_Task to complete:_
All lines with the word "AccessFilter" are to be found and copied from the listing.

_Provided data:_
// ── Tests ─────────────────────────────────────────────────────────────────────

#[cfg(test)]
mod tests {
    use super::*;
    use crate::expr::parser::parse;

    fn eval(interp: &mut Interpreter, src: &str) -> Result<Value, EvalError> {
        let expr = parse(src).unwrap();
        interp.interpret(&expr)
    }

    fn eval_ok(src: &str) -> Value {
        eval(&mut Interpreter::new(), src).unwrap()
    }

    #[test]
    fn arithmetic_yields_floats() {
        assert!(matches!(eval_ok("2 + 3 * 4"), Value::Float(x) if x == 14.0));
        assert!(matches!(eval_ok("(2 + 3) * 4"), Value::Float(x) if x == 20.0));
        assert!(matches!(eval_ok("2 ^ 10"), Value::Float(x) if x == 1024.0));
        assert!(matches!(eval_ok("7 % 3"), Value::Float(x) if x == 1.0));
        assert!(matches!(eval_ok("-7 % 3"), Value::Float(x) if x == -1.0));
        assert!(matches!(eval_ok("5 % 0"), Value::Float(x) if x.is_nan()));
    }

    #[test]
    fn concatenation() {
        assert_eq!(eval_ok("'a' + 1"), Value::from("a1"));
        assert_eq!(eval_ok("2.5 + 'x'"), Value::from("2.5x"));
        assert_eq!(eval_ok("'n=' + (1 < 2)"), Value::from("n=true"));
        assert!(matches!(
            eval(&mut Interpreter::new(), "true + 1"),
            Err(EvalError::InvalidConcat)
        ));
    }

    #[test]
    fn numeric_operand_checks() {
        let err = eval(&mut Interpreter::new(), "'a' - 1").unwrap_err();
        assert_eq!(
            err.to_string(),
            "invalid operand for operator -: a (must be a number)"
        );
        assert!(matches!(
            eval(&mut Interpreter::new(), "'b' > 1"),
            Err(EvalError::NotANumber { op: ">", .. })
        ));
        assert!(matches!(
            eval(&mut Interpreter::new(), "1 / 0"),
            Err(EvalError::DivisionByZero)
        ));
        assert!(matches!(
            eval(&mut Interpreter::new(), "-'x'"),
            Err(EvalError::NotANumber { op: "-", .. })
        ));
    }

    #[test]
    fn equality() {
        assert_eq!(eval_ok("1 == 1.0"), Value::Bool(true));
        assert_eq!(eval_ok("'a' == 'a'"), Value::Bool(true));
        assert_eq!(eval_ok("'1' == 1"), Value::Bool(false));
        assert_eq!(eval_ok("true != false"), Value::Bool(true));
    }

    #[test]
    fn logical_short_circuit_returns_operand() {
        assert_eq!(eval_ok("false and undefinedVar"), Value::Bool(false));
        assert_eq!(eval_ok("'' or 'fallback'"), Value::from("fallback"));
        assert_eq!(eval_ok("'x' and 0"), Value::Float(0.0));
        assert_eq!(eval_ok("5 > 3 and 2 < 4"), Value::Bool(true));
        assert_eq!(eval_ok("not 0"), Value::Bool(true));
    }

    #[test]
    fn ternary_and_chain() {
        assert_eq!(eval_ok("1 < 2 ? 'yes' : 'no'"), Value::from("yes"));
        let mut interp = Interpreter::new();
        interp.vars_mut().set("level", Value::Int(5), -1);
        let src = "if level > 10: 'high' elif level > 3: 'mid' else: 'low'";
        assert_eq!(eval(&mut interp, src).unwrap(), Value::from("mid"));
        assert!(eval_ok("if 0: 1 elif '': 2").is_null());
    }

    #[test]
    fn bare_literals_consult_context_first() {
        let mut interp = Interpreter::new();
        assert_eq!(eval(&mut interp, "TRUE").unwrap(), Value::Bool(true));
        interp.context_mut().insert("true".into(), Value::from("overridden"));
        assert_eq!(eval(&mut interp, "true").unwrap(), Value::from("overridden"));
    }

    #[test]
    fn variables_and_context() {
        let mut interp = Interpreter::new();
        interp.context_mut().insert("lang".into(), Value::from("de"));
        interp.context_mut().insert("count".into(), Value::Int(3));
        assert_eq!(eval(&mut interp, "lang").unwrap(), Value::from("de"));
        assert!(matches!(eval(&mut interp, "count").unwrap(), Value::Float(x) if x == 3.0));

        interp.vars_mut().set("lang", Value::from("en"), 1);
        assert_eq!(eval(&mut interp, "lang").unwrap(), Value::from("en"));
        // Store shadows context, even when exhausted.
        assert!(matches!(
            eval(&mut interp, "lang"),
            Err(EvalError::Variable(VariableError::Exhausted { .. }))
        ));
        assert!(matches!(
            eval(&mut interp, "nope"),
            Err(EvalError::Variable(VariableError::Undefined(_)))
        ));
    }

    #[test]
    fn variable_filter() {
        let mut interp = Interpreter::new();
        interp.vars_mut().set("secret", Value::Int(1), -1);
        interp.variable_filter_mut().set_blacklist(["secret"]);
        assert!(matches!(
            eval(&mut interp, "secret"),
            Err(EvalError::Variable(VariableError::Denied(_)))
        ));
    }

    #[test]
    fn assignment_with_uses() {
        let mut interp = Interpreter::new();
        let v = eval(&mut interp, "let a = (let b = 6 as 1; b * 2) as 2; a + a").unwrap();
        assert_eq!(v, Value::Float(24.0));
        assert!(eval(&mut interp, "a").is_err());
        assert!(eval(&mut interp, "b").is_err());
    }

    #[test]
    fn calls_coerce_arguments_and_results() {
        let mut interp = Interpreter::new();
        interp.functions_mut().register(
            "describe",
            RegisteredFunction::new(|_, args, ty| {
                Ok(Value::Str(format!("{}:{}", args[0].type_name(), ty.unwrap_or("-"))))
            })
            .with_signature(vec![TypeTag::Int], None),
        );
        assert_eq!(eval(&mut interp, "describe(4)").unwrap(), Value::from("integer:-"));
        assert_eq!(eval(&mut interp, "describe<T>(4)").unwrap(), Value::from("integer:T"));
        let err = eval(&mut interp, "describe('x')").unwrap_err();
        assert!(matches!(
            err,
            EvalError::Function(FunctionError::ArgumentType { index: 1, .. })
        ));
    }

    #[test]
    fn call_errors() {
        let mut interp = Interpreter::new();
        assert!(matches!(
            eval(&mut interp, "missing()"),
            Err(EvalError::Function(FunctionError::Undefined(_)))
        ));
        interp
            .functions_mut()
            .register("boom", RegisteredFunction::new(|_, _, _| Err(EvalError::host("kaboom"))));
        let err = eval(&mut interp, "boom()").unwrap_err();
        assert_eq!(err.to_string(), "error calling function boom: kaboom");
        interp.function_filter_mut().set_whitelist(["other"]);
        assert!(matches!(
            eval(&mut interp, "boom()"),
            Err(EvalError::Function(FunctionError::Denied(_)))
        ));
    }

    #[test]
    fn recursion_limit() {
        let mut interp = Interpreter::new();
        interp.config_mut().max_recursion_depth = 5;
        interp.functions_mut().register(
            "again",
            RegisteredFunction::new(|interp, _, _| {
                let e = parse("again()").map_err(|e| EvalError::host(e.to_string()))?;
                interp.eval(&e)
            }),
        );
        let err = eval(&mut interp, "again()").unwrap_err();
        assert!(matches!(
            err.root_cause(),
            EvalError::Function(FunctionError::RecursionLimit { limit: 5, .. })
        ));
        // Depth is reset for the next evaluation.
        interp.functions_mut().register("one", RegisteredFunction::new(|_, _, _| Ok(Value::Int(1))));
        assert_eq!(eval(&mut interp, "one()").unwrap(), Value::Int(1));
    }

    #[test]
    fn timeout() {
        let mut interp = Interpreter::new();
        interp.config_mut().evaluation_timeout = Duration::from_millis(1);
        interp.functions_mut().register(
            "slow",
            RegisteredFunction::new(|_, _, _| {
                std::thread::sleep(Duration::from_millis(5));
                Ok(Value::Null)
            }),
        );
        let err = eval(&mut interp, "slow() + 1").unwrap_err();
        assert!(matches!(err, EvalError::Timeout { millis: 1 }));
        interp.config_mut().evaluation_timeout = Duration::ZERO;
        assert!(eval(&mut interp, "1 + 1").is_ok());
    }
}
--
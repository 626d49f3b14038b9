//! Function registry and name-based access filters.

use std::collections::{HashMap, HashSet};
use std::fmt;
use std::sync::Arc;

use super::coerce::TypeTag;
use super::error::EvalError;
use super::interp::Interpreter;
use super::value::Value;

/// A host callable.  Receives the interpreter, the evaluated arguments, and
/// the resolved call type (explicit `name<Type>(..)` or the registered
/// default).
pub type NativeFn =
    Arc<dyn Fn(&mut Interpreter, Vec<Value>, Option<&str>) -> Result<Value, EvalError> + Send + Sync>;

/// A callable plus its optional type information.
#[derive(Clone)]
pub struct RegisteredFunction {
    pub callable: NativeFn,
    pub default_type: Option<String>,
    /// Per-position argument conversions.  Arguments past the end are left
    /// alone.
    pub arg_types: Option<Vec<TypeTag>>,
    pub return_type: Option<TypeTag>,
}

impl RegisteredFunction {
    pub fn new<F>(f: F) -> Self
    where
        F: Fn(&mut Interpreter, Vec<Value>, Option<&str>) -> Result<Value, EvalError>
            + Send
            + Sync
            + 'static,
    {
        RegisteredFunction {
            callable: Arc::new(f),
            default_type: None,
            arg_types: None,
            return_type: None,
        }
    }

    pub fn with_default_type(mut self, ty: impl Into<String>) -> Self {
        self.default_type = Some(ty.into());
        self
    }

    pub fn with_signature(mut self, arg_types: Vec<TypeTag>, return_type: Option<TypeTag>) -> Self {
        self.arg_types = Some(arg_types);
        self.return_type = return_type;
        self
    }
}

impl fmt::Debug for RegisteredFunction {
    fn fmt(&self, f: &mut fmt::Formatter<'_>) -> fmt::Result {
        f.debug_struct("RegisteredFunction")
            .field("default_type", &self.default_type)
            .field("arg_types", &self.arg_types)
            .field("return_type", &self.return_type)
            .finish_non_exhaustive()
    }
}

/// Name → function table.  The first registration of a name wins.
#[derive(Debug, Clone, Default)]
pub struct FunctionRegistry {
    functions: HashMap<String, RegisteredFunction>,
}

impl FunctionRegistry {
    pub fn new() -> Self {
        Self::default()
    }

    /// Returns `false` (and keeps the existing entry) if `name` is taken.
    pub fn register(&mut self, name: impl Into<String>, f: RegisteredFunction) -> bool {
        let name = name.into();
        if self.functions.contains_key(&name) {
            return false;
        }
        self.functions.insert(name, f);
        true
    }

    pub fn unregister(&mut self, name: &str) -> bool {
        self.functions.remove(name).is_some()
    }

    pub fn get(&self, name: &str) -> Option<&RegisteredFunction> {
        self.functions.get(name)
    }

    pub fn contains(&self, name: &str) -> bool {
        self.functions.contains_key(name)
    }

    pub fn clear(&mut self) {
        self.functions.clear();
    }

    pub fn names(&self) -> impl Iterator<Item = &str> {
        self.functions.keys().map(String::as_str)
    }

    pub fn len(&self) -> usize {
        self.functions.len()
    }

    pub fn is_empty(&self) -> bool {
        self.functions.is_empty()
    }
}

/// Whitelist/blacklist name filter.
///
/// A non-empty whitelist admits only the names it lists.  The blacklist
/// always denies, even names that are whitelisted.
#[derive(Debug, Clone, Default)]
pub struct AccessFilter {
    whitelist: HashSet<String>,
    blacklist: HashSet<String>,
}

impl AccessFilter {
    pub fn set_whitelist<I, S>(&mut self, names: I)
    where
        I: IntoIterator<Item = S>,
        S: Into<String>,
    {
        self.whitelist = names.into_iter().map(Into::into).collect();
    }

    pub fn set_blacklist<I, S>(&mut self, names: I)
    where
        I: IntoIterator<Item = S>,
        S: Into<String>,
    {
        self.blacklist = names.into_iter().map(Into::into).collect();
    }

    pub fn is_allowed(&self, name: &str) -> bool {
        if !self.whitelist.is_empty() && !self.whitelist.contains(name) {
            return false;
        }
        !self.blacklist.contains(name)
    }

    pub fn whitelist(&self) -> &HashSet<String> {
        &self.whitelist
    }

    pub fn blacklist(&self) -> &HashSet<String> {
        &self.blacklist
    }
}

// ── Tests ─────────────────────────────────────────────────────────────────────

_Answer section:_
pub struct AccessFilter {
impl AccessFilter {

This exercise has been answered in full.